Il y avait parfois des intermittences fréquentes dans ces transmissions télégraphiques et, comme je m’en étonnais beaucoup, le docteur m’expliqua que nos messages ne parvenaient point toujours dans les régions habitées et cela à cause de la position relative de Mars et des modifications constantes de la surface du globe terrestre.

Enfin… une nuit, il nous arriva une communication très nette, très précise, signée encore une fois du nom d’Helvétius.

Voici ce que disait le grand savant anglais :

« Ai reçu dépêche… apprends avec plaisir qu’êtes dans Mars… Pourquoi revenez-vous pas ? Amis très inquiets. »

À ce mot d’ « amis », le docteur Oméga se prit à sourire…

Des amis ? mais il n’en avait jamais eu ! il n’avait jusqu’alors rencontré sur son chemin que des gens qui le traitaient de fou, qui riaient de sa mise extravagante ou des confrères envieux qui s’efforçaient toujours de le rabaisser, et ne s’occupaient de lui que pour critiquer ses découvertes…

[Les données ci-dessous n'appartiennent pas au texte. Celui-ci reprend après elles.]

//! Calendar storage lookups needed by the attendee flow.

use async_trait::async_trait;

use crate::calendar_object::CalendarObject;
use crate::error::SchedulingResult;

/// Read access to calendar homes.
///
/// This allows mocking in tests without a real store.
#[async_trait]
pub trait CalendarStore: Send + Sync {
    /// Name of the resource holding `uid` anywhere under `home_url`, or `None`
    /// when the home has no such object (or is not hosted here).
    async fn resource_name_for_uid(
        &self,
        home_url: &str,
        uid: &str,
    ) -> SchedulingResult<Option<String>>;

    /// Load a resource previously located by [`Self::resource_name_for_uid`].
    async fn calendar_object(
        &self,
        home_url: &str,
        resource_name: &str,
    ) -> SchedulingResult<Option<CalendarObject>>;
}

/// Find and load the object with `uid` in a calendar home.
pub async fn fetch_by_uid(
    store: &dyn CalendarStore,
    home_url: &str,
    uid: &str,
) -> SchedulingResult<Option<CalendarObject>> {
    match store.resource_name_for_uid(home_url, uid).await? {
        Some(name) => store.calendar_object(home_url, &name).await,
        None => Ok(None),
    }
}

Et voilà maintenant qu’il avait des amis… Bien plus… ces amis étaient inquiets… Ils attendaient avec impatience, peut-être avec angoisse, son retour sur la Terre !

D’autres que le docteur Oméga se fussent grisés… Mais ce vieillard était trop sceptique pour s’illusionner. Très calme, il laissa tomber cette phrase qui résumait bien en son laconisme brutal le cas qu’il faisait de ces subites protestations d’amitié :

— Réussissez… vous aurez beaucoup d’amis… échouez… vous serez seul…

— C’est un peu la pensée d’Ovide que vous nous servez là, fis-je remarquer.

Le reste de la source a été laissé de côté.